→ **What the task asks**
Each line of the listing that includes the string "tasks" needs to be located and copied.
(Raw data)
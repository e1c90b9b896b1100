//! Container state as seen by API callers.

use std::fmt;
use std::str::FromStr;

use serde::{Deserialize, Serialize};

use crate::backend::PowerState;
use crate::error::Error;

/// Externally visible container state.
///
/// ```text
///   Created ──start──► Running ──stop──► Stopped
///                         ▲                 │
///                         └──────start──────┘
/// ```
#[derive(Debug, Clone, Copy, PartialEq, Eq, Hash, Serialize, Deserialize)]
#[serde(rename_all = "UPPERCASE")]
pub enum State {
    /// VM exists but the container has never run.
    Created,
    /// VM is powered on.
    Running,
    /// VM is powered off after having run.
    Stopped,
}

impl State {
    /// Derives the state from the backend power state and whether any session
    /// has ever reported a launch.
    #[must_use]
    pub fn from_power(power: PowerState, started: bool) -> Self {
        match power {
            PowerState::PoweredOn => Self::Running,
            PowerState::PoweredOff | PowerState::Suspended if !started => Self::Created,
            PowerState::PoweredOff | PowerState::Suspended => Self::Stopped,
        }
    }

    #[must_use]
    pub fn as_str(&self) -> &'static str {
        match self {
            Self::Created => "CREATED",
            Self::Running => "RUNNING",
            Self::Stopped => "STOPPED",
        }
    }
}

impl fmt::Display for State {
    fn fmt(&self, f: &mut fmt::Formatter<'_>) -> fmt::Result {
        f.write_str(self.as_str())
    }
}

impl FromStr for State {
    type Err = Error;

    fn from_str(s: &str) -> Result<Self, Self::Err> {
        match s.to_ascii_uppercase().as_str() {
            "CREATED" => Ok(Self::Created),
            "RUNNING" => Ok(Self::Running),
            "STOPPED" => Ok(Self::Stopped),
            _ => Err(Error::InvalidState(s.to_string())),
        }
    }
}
(End Raw data)
(Raw data)
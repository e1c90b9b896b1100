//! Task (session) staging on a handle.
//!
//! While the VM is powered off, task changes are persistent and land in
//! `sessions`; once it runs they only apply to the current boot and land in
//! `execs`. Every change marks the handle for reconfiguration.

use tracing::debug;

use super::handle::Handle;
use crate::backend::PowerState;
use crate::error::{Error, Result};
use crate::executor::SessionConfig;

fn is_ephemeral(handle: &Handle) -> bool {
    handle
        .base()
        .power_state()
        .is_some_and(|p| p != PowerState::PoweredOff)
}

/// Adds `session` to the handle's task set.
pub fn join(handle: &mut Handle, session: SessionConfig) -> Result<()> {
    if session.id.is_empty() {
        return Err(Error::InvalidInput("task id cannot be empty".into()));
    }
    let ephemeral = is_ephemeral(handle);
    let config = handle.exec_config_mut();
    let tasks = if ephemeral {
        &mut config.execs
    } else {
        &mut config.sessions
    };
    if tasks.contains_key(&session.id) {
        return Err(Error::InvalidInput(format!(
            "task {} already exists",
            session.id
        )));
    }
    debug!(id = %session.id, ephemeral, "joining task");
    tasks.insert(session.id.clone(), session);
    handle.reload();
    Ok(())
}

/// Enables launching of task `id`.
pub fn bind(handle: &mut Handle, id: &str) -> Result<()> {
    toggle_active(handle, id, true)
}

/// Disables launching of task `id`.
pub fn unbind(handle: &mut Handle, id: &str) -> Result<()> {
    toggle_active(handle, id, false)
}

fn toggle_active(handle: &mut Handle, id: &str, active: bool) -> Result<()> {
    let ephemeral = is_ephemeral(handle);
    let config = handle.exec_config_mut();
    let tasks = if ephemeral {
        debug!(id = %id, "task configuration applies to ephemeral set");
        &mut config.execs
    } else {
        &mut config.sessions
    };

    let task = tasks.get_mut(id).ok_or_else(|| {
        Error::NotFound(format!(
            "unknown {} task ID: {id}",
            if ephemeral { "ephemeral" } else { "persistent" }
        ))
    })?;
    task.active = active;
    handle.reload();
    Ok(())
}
(End Raw data)
(Raw data)
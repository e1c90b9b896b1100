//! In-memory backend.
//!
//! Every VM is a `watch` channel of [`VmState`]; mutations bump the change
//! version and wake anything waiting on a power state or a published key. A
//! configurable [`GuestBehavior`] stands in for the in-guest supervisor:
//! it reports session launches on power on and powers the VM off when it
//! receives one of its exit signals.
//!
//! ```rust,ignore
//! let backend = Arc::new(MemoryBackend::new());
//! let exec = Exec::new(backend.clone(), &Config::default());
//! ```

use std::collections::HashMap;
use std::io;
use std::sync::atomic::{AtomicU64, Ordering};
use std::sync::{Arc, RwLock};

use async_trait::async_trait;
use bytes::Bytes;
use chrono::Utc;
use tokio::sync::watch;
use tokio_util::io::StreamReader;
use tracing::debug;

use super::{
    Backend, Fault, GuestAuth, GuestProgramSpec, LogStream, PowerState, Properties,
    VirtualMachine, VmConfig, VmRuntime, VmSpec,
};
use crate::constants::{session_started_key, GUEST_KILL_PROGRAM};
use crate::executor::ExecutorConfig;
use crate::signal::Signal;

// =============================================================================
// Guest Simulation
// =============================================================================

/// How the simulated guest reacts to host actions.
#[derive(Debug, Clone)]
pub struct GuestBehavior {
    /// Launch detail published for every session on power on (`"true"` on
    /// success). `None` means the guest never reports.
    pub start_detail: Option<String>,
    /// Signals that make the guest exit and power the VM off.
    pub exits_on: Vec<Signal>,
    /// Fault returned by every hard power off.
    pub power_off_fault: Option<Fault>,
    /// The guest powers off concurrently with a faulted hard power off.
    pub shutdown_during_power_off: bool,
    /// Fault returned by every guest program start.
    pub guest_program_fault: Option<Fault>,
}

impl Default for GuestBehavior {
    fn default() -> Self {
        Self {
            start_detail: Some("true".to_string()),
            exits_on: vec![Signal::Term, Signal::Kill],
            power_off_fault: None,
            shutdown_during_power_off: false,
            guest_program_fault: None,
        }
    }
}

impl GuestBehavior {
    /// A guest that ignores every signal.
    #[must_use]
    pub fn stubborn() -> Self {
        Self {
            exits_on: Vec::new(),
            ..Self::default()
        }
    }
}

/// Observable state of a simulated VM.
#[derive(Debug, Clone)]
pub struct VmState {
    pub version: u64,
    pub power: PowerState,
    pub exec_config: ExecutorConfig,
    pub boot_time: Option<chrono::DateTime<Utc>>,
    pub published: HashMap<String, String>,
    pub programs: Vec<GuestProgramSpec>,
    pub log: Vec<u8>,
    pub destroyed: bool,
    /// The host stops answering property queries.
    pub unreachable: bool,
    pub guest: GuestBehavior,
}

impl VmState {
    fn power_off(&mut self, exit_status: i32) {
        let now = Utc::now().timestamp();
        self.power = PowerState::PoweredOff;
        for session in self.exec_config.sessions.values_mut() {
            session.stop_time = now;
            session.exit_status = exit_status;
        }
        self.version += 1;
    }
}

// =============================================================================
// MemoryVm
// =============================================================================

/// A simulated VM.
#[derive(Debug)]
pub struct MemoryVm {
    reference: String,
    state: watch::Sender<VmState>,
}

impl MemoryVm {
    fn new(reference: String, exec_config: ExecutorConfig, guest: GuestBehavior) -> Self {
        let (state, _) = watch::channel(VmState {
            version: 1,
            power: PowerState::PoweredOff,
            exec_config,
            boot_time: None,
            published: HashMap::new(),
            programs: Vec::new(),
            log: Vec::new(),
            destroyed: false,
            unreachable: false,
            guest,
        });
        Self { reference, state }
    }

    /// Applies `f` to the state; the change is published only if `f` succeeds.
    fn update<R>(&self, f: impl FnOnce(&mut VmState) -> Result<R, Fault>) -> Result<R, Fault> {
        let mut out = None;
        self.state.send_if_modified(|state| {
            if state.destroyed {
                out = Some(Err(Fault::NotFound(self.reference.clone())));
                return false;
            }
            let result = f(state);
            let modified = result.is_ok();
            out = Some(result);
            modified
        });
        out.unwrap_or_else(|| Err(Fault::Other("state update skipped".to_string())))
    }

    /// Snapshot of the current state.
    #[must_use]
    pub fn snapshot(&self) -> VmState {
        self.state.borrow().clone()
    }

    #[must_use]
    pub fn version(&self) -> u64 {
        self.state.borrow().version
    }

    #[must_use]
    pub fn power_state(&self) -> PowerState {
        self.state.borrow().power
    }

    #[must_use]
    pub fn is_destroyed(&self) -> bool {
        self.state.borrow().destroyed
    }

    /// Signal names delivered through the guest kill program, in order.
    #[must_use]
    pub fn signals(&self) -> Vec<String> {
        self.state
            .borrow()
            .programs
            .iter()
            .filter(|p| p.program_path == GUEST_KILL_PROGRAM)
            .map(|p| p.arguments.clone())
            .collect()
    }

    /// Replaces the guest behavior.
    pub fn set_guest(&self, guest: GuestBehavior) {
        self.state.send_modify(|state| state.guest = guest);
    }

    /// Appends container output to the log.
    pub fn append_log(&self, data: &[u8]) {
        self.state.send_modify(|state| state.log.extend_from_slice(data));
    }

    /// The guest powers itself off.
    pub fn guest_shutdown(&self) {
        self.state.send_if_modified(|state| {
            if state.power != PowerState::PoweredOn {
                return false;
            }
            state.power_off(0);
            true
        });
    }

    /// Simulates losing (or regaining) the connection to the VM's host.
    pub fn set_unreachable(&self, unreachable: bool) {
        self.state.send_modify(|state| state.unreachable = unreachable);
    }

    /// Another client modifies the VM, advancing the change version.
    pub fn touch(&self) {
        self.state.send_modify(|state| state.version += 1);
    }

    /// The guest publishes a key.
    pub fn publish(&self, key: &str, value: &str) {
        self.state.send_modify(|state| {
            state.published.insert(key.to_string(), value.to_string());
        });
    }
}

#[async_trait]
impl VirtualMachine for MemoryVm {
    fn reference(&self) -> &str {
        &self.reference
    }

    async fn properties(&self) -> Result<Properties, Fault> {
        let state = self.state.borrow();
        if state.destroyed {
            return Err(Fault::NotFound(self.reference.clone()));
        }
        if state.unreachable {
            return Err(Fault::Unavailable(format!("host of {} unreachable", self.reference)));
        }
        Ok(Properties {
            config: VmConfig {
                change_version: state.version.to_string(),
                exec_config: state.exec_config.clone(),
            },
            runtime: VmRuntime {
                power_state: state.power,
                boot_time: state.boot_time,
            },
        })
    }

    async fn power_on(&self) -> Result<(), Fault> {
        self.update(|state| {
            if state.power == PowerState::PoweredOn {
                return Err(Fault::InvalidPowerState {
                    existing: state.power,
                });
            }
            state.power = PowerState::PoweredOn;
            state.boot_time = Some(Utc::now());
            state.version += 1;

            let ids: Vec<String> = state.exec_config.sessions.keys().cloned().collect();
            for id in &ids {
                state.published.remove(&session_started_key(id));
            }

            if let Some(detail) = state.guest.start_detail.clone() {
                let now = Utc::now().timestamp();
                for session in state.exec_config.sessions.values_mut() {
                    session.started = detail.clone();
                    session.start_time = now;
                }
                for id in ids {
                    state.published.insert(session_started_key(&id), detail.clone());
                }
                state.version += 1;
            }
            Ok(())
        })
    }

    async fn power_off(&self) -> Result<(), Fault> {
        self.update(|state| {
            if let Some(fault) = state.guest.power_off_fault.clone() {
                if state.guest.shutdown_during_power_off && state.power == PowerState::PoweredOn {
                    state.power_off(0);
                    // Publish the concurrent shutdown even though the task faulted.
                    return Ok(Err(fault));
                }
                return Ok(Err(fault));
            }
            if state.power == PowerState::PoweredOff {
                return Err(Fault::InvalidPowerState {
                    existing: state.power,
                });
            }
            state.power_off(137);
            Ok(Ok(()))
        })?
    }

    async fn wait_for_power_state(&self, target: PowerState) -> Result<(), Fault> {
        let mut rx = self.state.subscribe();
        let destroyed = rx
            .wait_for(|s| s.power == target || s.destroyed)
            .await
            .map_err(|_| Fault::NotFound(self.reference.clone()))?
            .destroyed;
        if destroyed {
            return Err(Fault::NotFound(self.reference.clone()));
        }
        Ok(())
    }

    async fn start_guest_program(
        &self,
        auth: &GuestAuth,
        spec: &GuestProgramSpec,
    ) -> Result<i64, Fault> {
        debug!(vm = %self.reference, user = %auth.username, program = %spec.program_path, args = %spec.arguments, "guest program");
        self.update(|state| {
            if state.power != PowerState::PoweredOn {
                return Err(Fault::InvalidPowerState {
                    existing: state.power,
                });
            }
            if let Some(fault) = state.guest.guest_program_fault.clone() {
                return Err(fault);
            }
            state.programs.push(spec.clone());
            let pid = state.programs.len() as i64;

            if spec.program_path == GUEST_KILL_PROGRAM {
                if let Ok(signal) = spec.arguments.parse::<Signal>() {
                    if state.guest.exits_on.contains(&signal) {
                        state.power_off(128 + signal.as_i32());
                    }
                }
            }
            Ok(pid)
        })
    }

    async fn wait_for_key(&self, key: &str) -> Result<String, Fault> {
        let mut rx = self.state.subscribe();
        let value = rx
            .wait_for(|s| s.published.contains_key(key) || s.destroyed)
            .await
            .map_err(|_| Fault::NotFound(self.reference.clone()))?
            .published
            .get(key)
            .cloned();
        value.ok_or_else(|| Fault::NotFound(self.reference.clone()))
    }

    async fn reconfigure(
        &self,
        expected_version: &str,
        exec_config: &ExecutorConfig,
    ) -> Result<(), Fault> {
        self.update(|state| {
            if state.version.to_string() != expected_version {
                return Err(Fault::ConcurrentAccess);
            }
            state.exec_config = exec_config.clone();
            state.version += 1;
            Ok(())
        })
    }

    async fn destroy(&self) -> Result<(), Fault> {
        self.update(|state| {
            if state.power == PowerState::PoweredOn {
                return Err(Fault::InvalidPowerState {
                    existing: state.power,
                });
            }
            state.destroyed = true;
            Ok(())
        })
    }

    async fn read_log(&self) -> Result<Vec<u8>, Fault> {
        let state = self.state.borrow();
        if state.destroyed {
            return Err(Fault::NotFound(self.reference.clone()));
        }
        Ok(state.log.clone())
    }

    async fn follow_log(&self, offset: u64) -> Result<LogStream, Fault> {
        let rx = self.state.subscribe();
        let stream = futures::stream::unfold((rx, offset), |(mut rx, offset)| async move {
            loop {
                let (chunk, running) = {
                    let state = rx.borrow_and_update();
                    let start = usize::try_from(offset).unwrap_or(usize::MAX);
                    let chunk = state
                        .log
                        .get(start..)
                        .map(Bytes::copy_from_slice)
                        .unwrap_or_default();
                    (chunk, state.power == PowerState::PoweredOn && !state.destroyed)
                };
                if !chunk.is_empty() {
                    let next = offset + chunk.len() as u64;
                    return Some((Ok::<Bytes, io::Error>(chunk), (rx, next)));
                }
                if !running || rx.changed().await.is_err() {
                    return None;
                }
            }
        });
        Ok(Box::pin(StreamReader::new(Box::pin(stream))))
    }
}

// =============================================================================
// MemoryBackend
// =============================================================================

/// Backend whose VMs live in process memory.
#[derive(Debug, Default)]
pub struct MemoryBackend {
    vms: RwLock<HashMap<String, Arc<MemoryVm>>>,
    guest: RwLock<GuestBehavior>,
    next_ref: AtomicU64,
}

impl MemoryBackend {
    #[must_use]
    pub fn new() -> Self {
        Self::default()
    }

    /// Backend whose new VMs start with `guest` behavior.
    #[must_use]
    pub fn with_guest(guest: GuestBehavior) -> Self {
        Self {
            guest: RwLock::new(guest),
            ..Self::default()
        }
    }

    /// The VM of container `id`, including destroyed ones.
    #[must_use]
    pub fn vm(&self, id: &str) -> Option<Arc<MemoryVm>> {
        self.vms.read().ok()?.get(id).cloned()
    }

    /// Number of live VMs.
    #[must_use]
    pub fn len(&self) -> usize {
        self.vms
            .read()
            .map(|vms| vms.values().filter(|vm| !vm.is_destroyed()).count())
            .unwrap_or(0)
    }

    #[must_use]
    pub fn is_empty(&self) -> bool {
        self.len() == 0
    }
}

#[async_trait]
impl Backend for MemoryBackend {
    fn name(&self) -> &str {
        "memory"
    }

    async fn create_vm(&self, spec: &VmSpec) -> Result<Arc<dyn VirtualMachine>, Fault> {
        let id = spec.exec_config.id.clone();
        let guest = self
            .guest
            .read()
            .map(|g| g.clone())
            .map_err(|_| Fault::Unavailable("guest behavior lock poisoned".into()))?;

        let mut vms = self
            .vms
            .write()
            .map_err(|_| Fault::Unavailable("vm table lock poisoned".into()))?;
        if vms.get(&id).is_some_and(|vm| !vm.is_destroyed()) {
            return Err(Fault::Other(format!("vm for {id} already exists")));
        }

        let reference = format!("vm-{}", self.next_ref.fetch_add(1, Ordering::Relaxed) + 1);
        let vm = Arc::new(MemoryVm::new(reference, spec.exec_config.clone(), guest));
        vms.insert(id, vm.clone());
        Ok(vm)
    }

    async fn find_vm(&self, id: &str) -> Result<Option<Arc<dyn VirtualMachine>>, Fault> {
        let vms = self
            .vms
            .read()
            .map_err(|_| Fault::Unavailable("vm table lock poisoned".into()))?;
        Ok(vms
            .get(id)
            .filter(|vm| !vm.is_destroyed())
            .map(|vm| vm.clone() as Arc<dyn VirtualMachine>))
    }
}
(End Raw data)
→ **Result of this exercise**
    let tasks = if ephemeral {
    if tasks.contains_key(&session.id) {
    tasks.insert(session.id.clone(), session);
    let tasks = if ephemeral {
    let task = tasks.get_mut(id).ok_or_else(|| {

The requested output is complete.